The union held a press conference Friday to address these claims. One of the workers said Starbucks cut her hours for being pro-union. She had to find a second job to make up for her lost pay, but she says because she was less available for her barista job, Starbucks fired her.
“In doing so, they decided I no long met the needs for business. That was their grounds for firing me essentially,” Cassie Fleischer said.
Fleischer hopes to return to her job soon and believes this compliant by the NLRB will allow her to do that.
The official document from the Labor Board follows an investigation into the union’s claims that Starbucks violated worker’s rights. The board concluded that the workers allegations were true. They say Starbucks should reinstate workers who were fired, reopen closed locations in Western New York, provide apology letters to employees affected, train managers on workers rights and more.
“The company has been essentially lying to the rest of the country and the world by saying nothing like that is going on in Buffalo. That’s not taking place in Buffalo,” Michelle Eisen, organizer of Starbucks Workers United, said. “These workers are lying to you. Well, it turns out the company was lying to everybody else.”
Starbucks must provide a formal response to the NLRB by May 20, but legal experts say this could go before a judge.
“The NLRB, the Federal agency, is going to be prosecuting Starbucks for breaking the law for violating workers rights under Federal labor law. That’s going to involve a trial before a judge,” Hayes added.
The company disputes the claims made by the workers and the NLRB in a statement issued to News 4.
The complaint, issued by the NLRB Regional Director in Buffalo, involves important issues. However, Starbucks does not agree that the claims have merit, and the complaint’s issuance does not constitute a finding by the NLRB. It is the beginning of a litigation process that permits both sides to be heard and to present evidence. We believe the allegations contained in the complaint are false, and we look forward to presenting our evidence when the allegations are adjudicated.
The union is calling the NLRB confirmation a major victory.
“It was their word against ours, but it is no longer our word against ours anymore, so I think that that will add a lot of strength to these campaigns that are popping up across the country to the stores that are currently organizing,” Eisen concluded.
Many workers hope their efforts will help not only Starbucks employees in Western New York, but workers at the dozens of stores that have organized since the unionization effort began in Buffalo.
Accusations made by the union against Starbucks include the coffee chain’s firing of workers in support of the union and new benefits not being offered to unionized workers.
Angel Krempa, who led unionization efforts in Depew, was terminated April 1. Starbucks said it was due to her lack of following late arrival protocols, but Krempa said she went through proper communication channels to report these late arrivals.

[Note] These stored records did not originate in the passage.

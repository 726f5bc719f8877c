//! [`SettingsRegistry`] -- process-wide shared settings store.
//!
//! The registry maps string keys to string values. One instance per process
//! is shared through [`SettingsRegistry::global`]; it is created on first
//! access and lives until the process exits. Standalone registries can also
//! be constructed directly, e.g. as the target of a file reload.

use std::collections::{BTreeMap, HashMap};
use std::fs::File;
use std::io::{BufReader, BufWriter};
use std::path::Path;
use std::sync::OnceLock;

use parking_lot::RwLock;
use tracing::debug;

use crate::error::Result;
use crate::properties;

/// Comment line written at the top of saved settings files.
const FILE_HEADER: &str = "App configuration";

/// The single process-wide registry instance, created on first access.
static GLOBAL: OnceLock<SettingsRegistry> = OnceLock::new();

/// A string key/value settings store.
///
/// The mapping is guarded by an `RwLock`, so `set`/`get` are safe to call
/// from multiple threads. Keys are unique; insertion order is irrelevant.
#[derive(Debug, Default)]
pub struct SettingsRegistry {
    /// The lock-protected settings mapping.
    settings: RwLock<HashMap<String, String>>,
}

impl SettingsRegistry {
    /// Creates a new, empty registry.
    pub fn new() -> Self {
        Self::default()
    }

    /// Returns the shared process-wide registry, creating it on first call.
    ///
    /// Safe under concurrent first-time access: `OnceLock` checks for an
    /// existing instance, locks, and re-checks before constructing, so
    /// exactly one instance is ever built and every caller observes the
    /// same fully-constructed object.
    pub fn global() -> &'static SettingsRegistry {
        GLOBAL.get_or_init(SettingsRegistry::new)
    }

    /// Inserts or overwrites a setting.
    ///
    /// Keys and values are unconstrained; empty strings are permitted.
    pub fn set(&self, key: impl Into<String>, value: impl Into<String>) {
        self.settings.write().insert(key.into(), value.into());
    }

    /// Returns the current value for `key`, or `None` if it is not set.
    pub fn get(&self, key: &str) -> Option<String> {
        self.settings.read().get(key).cloned()
    }

    /// Returns the number of settings currently stored.
    pub fn len(&self) -> usize {
        self.settings.read().len()
    }

    /// Returns `true` if no settings are stored.
    pub fn is_empty(&self) -> bool {
        self.settings.read().is_empty()
    }

    /// Returns a copy of all settings, sorted by key.
    pub fn snapshot(&self) -> BTreeMap<String, String> {
        self.settings
            .read()
            .iter()
            .map(|(k, v)| (k.clone(), v.clone()))
            .collect()
    }

    /// Saves all settings to a properties file at `path`.
    ///
    /// The file starts with a `#` header comment followed by one
    /// `key=value` line per setting, sorted by key.
    ///
    /// # Errors
    ///
    /// Returns [`RegistryError::Io`](crate::RegistryError::Io) if the file
    /// cannot be created or written.
    pub fn save_to_file(&self, path: impl AsRef<Path>) -> Result<()> {
        let path = path.as_ref();
        let entries: Vec<(String, String)> = self.snapshot().into_iter().collect();
        debug!(?path, count = entries.len(), "saving settings");

        let file = File::create(path)?;
        let mut writer = BufWriter::new(file);
        properties::write_properties(&mut writer, FILE_HEADER, &entries)?;
        Ok(())
    }

    /// Loads settings from a properties file at `path` and merges them into
    /// this registry: keys present in the file overwrite existing values,
    /// all other settings are left untouched.
    ///
    /// Returns the number of entries merged.
    ///
    /// # Errors
    ///
    /// Returns [`RegistryError::Io`](crate::RegistryError::Io) if the file
    /// is missing or cannot be read.
    pub fn load_from_file(&self, path: impl AsRef<Path>) -> Result<usize> {
        let path = path.as_ref();
        let file = File::open(path)?;
        let reader = BufReader::new(file);

        let mut count = 0;
        let mut settings = self.settings.write();
        for entry in properties::read_properties(reader) {
            let (key, value) = entry?;
            settings.insert(key, value);
            count += 1;
        }
        drop(settings);

        debug!(?path, count, "loaded settings");
        Ok(count)
    }
}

“I was fired yesterday, and their reasons for firing me are that I was late two times. They said I didn’t use the proper forms of communication channels,” Krempa told News 4 in April. “I have the time logs and the proof showing I did use — and went through the proper channels and everything like that.”
Starbucks spokesperson Reggie Borges presented the corporation’s feelings on the situation.
“Specifically to Angel, we have a track record here dating back prior to November,” Borges said. “Really, she was at the point where she got a final written warning of behavior and attendance issues, and that behavior has not changed.”
After Starbucks CEO Howard Schultz announced Thursday that he’d be raising pay and extending benefits for non-union stores only, a store in downtown Buffalo participated in a one-day strike.
“Where Starbucks lacks the right to unilaterally make these changes (for example, stores where there is a union or union organizing) Starbucks will provide wage increases that were announced in October 2021 and will otherwise comply with all applicable legal requirements,” Schultz said in the announcement.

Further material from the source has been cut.